1.
Para mim, meu querido Sereno, Atenodoro parece ter cedido demasiado
aos tempos, tendo fugido demasiado cedo: Não negarei que às vezes é
preciso reformar-se, mas é preciso reformar-se lentamente, ao ritmo
dos pés, sem perder os alferes ou a honra como soldado: aqueles que
fazem as pazes com as armas nas mãos são mais respeitados pelos
inimigos e mais seguros nas próprias mãos.
2.
Isto é o que eu penso que deve ser feito pela virtude e por aquele
que pratica a virtude: se a Fortuna se sobrepõe a ele e o priva do
poder da ação, que não vire imediatamente as costas ao inimigo e
jogue fora suas armas e fuja em busca de um esconderijo, como se
houvesse algum lugar onde a Fortuna não pudesse persegui-lo, mas que
ele seja mais parcimonioso em sua aceitação do cargo público e,
após a devida deliberação, descubra alguns meios pelos quais ele
possa ser útil ao Estado.
3.
Ele não pode servir no exército: então que ele se torne um
candidato a um cargo público: ele deve viver numa posição privada?
Então que ele seja um advogado: ele está condenado a manter
silêncio? Então que ele ajude seus compatriotas com conselhos
silenciosos. É perigoso para ele entrar no fórum? Então deixe-o
provar ser um bom companheiro, um amigo fiel, um hóspede sóbrio nas
casas das pessoas, em exposições públicas, e em vinícolas.

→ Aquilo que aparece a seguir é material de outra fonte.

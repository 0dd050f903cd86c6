//! Age encryption secret keys.

use crate::rule::{Rule, RuleSpec, SimpleRule};
use regex::Regex;

pub fn secret_key() -> Box<dyn Rule> {
    SimpleRule::new(
        RuleSpec::new(
            "age-secret-key",
            "Age secret key",
            Regex::new(r"AGE-SECRET-KEY-1[QPZRY9X8GF2TVDW0S3JN54KHCE6MUA7L]{58}")
                .expect("age secret pattern"),
        )
        .keywords(&["AGE-SECRET-KEY-1"])
        .true_positives([format!("apiKey = \"AGE-SECRET-KEY-1{}\"", "Q".repeat(58))]),
    )
}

Suponhamos que ele tenha perdido o status de cidadão; então que ele
exerça o de homem.
4.
Nossa razão para nos recusarmos magnanimamente a nos confinar dentro
das muralhas de uma cidade, por termos saído para desfrutar de
relações com todas as terras e por nos professarmos cidadãos do
mundo é que assim possamos obter um teatro mais amplo no qual
possamos mostrar nossa virtude. O tribunal dos juízes está fechado
para você, está proibido de se dirigir ao povo da cidade, ou de ser
candidato nas eleições? Então desvie os olhos de Roma, e veja que
grande extensão de território, que número de nações se
apresentam diante de você. Assim, nunca é possível que tantas
saídas sejam fechadas contra a sua ambição que mais não
permaneçam abertas a ela.
5.
Mas repare se toda a proibição não se origina da sua própria
culpa. Você não aceita dirigir os assuntos do Estado a não ser
como cônsul, prítane, cérix ou sufete. O que devemos dizer se você
se recusa a servir no exército a não ser como general ou tribuno
militar? Mesmo que outros formem a primeira linha, e que a sua sorte
o tenha colocado entre os veteranos da terceira, faça lá o seu
dever com a sua voz, encorajamento, exemplo e espírito: mesmo que as
mãos de um homem sejam cortadas, ele pode encontrar meios para
ajudar o seu lado numa batalha, se ele se mantiver firme e apoiar os
seus camaradas.
6.
Faça algo desse tipo você mesmo: se a Fortuna o retirar da linha de
frente, fique de pé mesmo assim e vibre por seus companheiros, e se
alguém calar sua boca, fique de pé mesmo assim e ajude seu grupo em
silêncio. Os serviços de um bom cidadão nunca são jogados fora:
ele faz o bem por ser ouvido e visto, pela sua expressão, pelos seus
gestos, pela sua determinação silenciosa e pela sua própria
caminhada.
7.
Como alguns remédios nos beneficiam pelo seu cheiro, bem como pelo
seu gosto e toque, assim a virtude, mesmo quando escondida e à
distância, nos dá utilidade. Se ela se move à sua vontade e goza
dos seus justos direitos, ou se só pode aparecer no mundo exterior
em sofrimento e é forçada a diminuir a vela sob a tempestade, seja
ela desocupada, silenciosa, e emparedada em um alojamento estreito,
ou exposta abertamente, seja qual for o disfarce que ela possa
aparentar, ela sempre faz o bem.
8.
O quê? Você acha que o exemplo de alguém que pode repousar
nobremente não tem valor? É de longe o melhor plano, portanto,
misturar o ócio com os negócios, sempre que impedimentos do acaso
ou o estado dos negócios públicos proíbam levar uma vida ativa:
pois nunca se está tão afastado de todas as atividades a ponto de
não encontrar espaço para uma ação honrosa.